Problem description:
Look at each line below and count those with the word "Self"; the answer is that number only.

Saved data entries:
◆ ◆ ◆ ◆

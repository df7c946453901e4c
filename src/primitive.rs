//! Scalar field codec, keyed by the closed `data_type` tag set.
//!
//! Each function is pure: given raw bytes (or a value) and a length, decode
//! or encode with no knowledge of schema structure or position. The
//! encoder is strict — any mismatch between value and declared length is
//! fatal, on the theory that the document is authoritative and failing
//! early beats emitting a malformed package.

use crate::error::{CodecError, FieldPath};
use crate::value::Value;

#[derive(Clone, Copy, Debug, PartialEq, Eq)]
pub enum DataType {
    Int,
    HexLe,
    HexBe,
    Uuid,
    Ascii,
    Utf8,
    Utf16,
    Utf16Le,
    Utf16Be,
    Timestamp,
}

impl DataType {
    /// Parses a `data_type` tag, including the spec-1.0.0 aliases
    /// (`hex`, `special_decode`, `string`, `utf-8/16/16le/16be`).
    pub fn parse(tag: &str) -> Option<Self> {
        Some(match tag {
            "int" => Self::Int,
            "hex-le" | "hex" | "special_decode" => Self::HexLe,
            "hex-be" => Self::HexBe,
            "UUID" => Self::Uuid,
            "ASCII" => Self::Ascii,
            "UTF8" | "utf-8" => Self::Utf8,
            "UTF16" | "utf-16" => Self::Utf16,
            "UTF16LE" | "utf-16le" => Self::Utf16Le,
            "UTF16BE" | "utf-16be" => Self::Utf16Be,
            "timestamp" => Self::Timestamp,
            "string" => Self::Ascii,
            _ => return None,
        })
    }
}

pub const TIMESTAMP_LEN: usize = 13;

pub fn decode_scalar(bytes: &[u8], ty: DataType, path: &FieldPath) -> Result<Value, CodecError> {
    match ty {
        DataType::Int => Ok(Value::Int(le_bytes_to_u64(bytes))),
        DataType::HexLe => Ok(Value::Text(hex_string(bytes, false))),
        DataType::HexBe => Ok(Value::Text(hex_string(bytes, true))),
        DataType::Uuid => Ok(Value::Text(hex_string(bytes, true))),
        DataType::Ascii => decode_text(bytes, path, |b| {
            std::str::from_utf8(b).map(str::to_owned)
        }),
        DataType::Utf8 => decode_text(bytes, path, |b| {
            std::str::from_utf8(b).map(str::to_owned)
        }),
        DataType::Utf16 | DataType::Utf16Le => decode_text(bytes, path, decode_utf16_le),
        DataType::Utf16Be => decode_text(bytes, path, decode_utf16_be),
        DataType::Timestamp => decode_timestamp(bytes, path).map(Value::Text),
    }
}

fn decode_text(
    bytes: &[u8],
    path: &FieldPath,
    f: impl Fn(&[u8]) -> Result<String, std::str::Utf8Error>,
) -> Result<Value, CodecError> {
    f(bytes)
        .map(Value::Text)
        .map_err(|e| CodecError::DecodeError {
            path: path.clone(),
            message: format!("invalid text encoding: {e}"),
        })
}

fn decode_utf16_le(bytes: &[u8]) -> Result<String, std::str::Utf8Error> {
    decode_utf16(bytes, u16::from_le_bytes)
}

fn decode_utf16_be(bytes: &[u8]) -> Result<String, std::str::Utf8Error> {
    decode_utf16(bytes, u16::from_be_bytes)
}

fn decode_utf16(bytes: &[u8], from_bytes: fn([u8; 2]) -> u16) -> Result<String, std::str::Utf8Error> {
    let units: Vec<u16> = bytes
        .chunks_exact(2)
        .map(|c| from_bytes([c[0], c[1]]))
        .collect();
    Ok(String::from_utf16_lossy(&units))
}

pub fn encode_scalar(
    value: &Value,
    ty: DataType,
    length: usize,
    path: &FieldPath,
) -> Result<Vec<u8>, CodecError> {
    match ty {
        DataType::Int => {
            let n = value.as_u64().ok_or_else(|| schema_err(path, "expected integer"))?;
            encode_int_le(n, length, path)
        }
        DataType::HexLe => encode_hex(value, length, false, path),
        DataType::HexBe | DataType::Uuid => encode_hex(value, length, true, path),
        DataType::Ascii | DataType::Utf8 => {
            let s = value.as_text().ok_or_else(|| schema_err(path, "expected text"))?;
            Ok(s.as_bytes().to_vec())
        }
        DataType::Utf16 | DataType::Utf16Le => {
            let s = value.as_text().ok_or_else(|| schema_err(path, "expected text"))?;
            Ok(s.encode_utf16().flat_map(|u| u.to_le_bytes()).collect())
        }
        DataType::Utf16Be => {
            let s = value.as_text().ok_or_else(|| schema_err(path, "expected text"))?;
            Ok(s.encode_utf16().flat_map(|u| u.to_be_bytes()).collect())
        }
        DataType::Timestamp => {
            let s = value.as_text().ok_or_else(|| schema_err(path, "expected text"))?;
            encode_timestamp(s, path)
        }
    }
}

/// Minimal byte count needed to encode `value` under `ty`, for scalar
/// fields whose declared `length` is the `remaining` sentinel — there is no
/// length to honor directly, so the encoder emits the value's natural size
/// and leaves any outer padding/truncation (e.g. a Vendor Defined region) to
/// the caller.
pub fn natural_length(value: &Value, ty: DataType, path: &FieldPath) -> Result<usize, CodecError> {
    match ty {
        DataType::Int => {
            let n = value.as_u64().ok_or_else(|| schema_err(path, "expected integer"))?;
            Ok(if n == 0 { 1 } else { (64 - n.leading_zeros() as usize).div_ceil(8) })
        }
        DataType::HexLe | DataType::HexBe | DataType::Uuid => {
            let s = value.as_text().ok_or_else(|| schema_err(path, "expected hex string"))?;
            let digits = s.strip_prefix("0x").or_else(|| s.strip_prefix("0X")).unwrap_or(s);
            Ok(digits.len().div_ceil(2))
        }
        DataType::Ascii | DataType::Utf8 => {
            let s = value.as_text().ok_or_else(|| schema_err(path, "expected text"))?;
            Ok(s.len())
        }
        DataType::Utf16 | DataType::Utf16Le | DataType::Utf16Be => {
            let s = value.as_text().ok_or_else(|| schema_err(path, "expected text"))?;
            Ok(s.encode_utf16().count() * 2)
        }
        DataType::Timestamp => Ok(TIMESTAMP_LEN),
    }
}

fn schema_err(path: &FieldPath, message: &str) -> CodecError {
    CodecError::SchemaError {
        path: path.clone(),
        message: message.to_string(),
    }
}

fn encode_int_le(value: u64, length: usize, path: &FieldPath) -> Result<Vec<u8>, CodecError> {
    if length < 8 && value >= (1u64 << (length * 8)) {
        return Err(CodecError::SchemaError {
            path: path.clone(),
            message: format!("integer {value} overflows {length}-byte field"),
        });
    }
    let full = value.to_le_bytes();
    Ok(full[..length.min(8)].to_vec())
}

fn encode_hex(value: &Value, length: usize, big_endian: bool, path: &FieldPath) -> Result<Vec<u8>, CodecError> {
    let s = value.as_text().ok_or_else(|| schema_err(path, "expected hex string"))?;
    if s.is_empty() {
        return Ok(Vec::new());
    }
    let digits = s.strip_prefix("0x").or_else(|| s.strip_prefix("0X")).unwrap_or(s);
    let n = u128::from_str_radix(digits, 16).map_err(|e| CodecError::SchemaError {
        path: path.clone(),
        message: format!("invalid hex string `{s}`: {e}"),
    })?;
    let max = if length >= 16 { u128::MAX } else { (1u128 << (length * 8)) - 1 };
    if n > max {
        return Err(CodecError::SchemaError {
            path: path.clone(),
            message: format!("hex value `{s}` larger than {length} bytes"),
        });
    }
    let be = n.to_be_bytes();
    let mut bytes = be[be.len() - length..].to_vec();
    if !big_endian {
        bytes.reverse();
    }
    Ok(bytes)
}

fn le_bytes_to_u64(bytes: &[u8]) -> u64 {
    let mut buf = [0u8; 8];
    let n = bytes.len().min(8);
    buf[..n].copy_from_slice(&bytes[..n]);
    u64::from_le_bytes(buf)
}

fn hex_string(bytes: &[u8], big_endian: bool) -> String {
    if bytes.is_empty() {
        return String::new();
    }
    let value = if big_endian {
        bytes.iter().fold(0u128, |acc, b| (acc << 8) | *b as u128)
    } else {
        bytes
            .iter()
            .rev()
            .fold(0u128, |acc, b| (acc << 8) | *b as u128)
    };
    format!("0x{value:x}")
}

/// Decodes the 13-byte DSP0240 timestamp into
/// `YYYY-MM-DD HH:MM:SS:uuuuuu ±HHMM (0xRR)`.
pub fn decode_timestamp(bytes: &[u8], path: &FieldPath) -> Result<String, CodecError> {
    if bytes.len() != TIMESTAMP_LEN {
        return Err(CodecError::DecodeError {
            path: path.clone(),
            message: format!("timestamp must be {TIMESTAMP_LEN} bytes, got {}", bytes.len()),
        });
    }
    let utc_offset = i16::from_le_bytes([bytes[0], bytes[1]]);
    let microsecond = u32::from_le_bytes([bytes[2], bytes[3], bytes[4], 0]);
    let second = bytes[5];
    let minute = bytes[6];
    let hour = bytes[7];
    let day = bytes[8];
    let month = bytes[9];
    let year = u16::from_le_bytes([bytes[10], bytes[11]]);
    let resolution = bytes[12];

    let sign = if utc_offset >= 0 { '+' } else { '-' };
    let offset_abs = utc_offset.unsigned_abs();

    Ok(format!(
        "{year:04}-{month:02}-{day:02} {hour:02}:{minute:02}:{second:02}:{microsecond:06} {sign}{offset_abs:04} (0x{resolution:02x})"
    ))
}

/// Inverse of [`decode_timestamp`]. A missing `(0xRR)` suffix defaults the
/// resolution byte to `0x00`.
pub fn encode_timestamp(text: &str, path: &FieldPath) -> Result<Vec<u8>, CodecError> {
    let err = || CodecError::DecodeError {
        path: path.clone(),
        message: format!("malformed timestamp `{text}`"),
    };

    let (main, resolution) = match text.rfind('(') {
        Some(idx) if text.trim_end().ends_with(')') => {
            let paren = &text[idx + 1..text.trim_end().len() - 1];
            let hex = paren.strip_prefix("0x").or_else(|| paren.strip_prefix("0X")).ok_or_else(err)?;
            let r = u8::from_str_radix(hex, 16).map_err(|_| err())?;
            (text[..idx].trim_end(), r)
        }
        _ => (text.trim_end(), 0u8),
    };

    let (datetime_part, offset_part) = main.rsplit_once(' ').ok_or_else(err)?;
    let sign = offset_part.chars().next().ok_or_else(err)?;
    if sign != '+' && sign != '-' {
        return Err(err());
    }
    let offset_abs: i16 = offset_part[1..].parse().map_err(|_| err())?;
    let utc_offset: i16 = if sign == '-' { -offset_abs } else { offset_abs };

    let mut date_time = datetime_part.splitn(2, ' ');
    let date = date_time.next().ok_or_else(err)?;
    let time = date_time.next().ok_or_else(err)?;

    let mut date_parts = date.splitn(3, '-');
    let year: u16 = date_parts.next().ok_or_else(err)?.parse().map_err(|_| err())?;
    let month: u8 = date_parts.next().ok_or_else(err)?.parse().map_err(|_| err())?;
    let day: u8 = date_parts.next().ok_or_else(err)?.parse().map_err(|_| err())?;

    let mut time_parts = time.splitn(4, ':');
    let hour: u8 = time_parts.next().ok_or_else(err)?.parse().map_err(|_| err())?;
    let minute: u8 = time_parts.next().ok_or_else(err)?.parse().map_err(|_| err())?;
    let second: u8 = time_parts.next().ok_or_else(err)?.parse().map_err(|_| err())?;
    let microsecond: u32 = time_parts.next().ok_or_else(err)?.parse().map_err(|_| err())?;

    let mut out = Vec::with_capacity(TIMESTAMP_LEN);
    out.extend_from_slice(&utc_offset.to_le_bytes());
    out.extend_from_slice(&microsecond.to_le_bytes()[..3]);
    out.push(second);
    out.push(minute);
    out.push(hour);
    out.push(day);
    out.push(month);
    out.extend_from_slice(&year.to_le_bytes());
    out.push(resolution);
    Ok(out)
}

#[cfg(test)]
mod tests {
    use super::*;

    #[test]
    fn timestamp_round_trips() {
        // Worked example bytes from the scenario catalog (S6).
        let bytes: [u8; 13] = [0xe0, 0x01, 0x40, 0x42, 0x0f, 0x1e, 0x0f, 0x0a, 0x0f, 0x01, 0xe7, 0x07, 0x06];
        let path = FieldPath::default();
        let text = decode_timestamp(&bytes, &path).unwrap();
        assert!(text.starts_with("2023-01-15 10:15:30:1000000 +0480 (0x06)"));
        let back = encode_timestamp(&text, &path).unwrap();
        assert_eq!(back, bytes);
    }

    #[test]
    fn timestamp_missing_resolution_defaults_to_zero() {
        let path = FieldPath::default();
        let back = encode_timestamp("2023-01-15 10:15:30:000000 +0000", &path).unwrap();
        assert_eq!(back[12], 0x00);
    }

    #[test]
    fn hex_le_round_trips() {
        let path = FieldPath::default();
        let v = decode_scalar(&[0x34, 0x12], DataType::HexLe, &path).unwrap();
        assert_eq!(v.as_text(), Some("0x1234"));
        let back = encode_scalar(&v, DataType::HexLe, 2, &path).unwrap();
        assert_eq!(back, vec![0x34, 0x12]);
    }

    #[test]
    fn uuid_round_trips_big_endian() {
        let path = FieldPath::default();
        let bytes: Vec<u8> = (0u8..16).collect();
        let v = decode_scalar(&bytes, DataType::Uuid, &path).unwrap();
        let back = encode_scalar(&v, DataType::Uuid, 16, &path).unwrap();
        assert_eq!(back, bytes);
    }

    #[test]
    fn natural_length_matches_hex_digit_count() {
        let path = FieldPath::default();
        let v = Value::Text("0xdeadbeef01".into());
        assert_eq!(natural_length(&v, DataType::HexLe, &path).unwrap(), 5);
    }

    #[test]
    fn int_overflow_is_fatal() {
        let path = FieldPath::default();
        assert!(encode_int_le(256, 1, &path).is_err());
    }
}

◆ ◆ ◆ ◆

Reply to the exercise:
12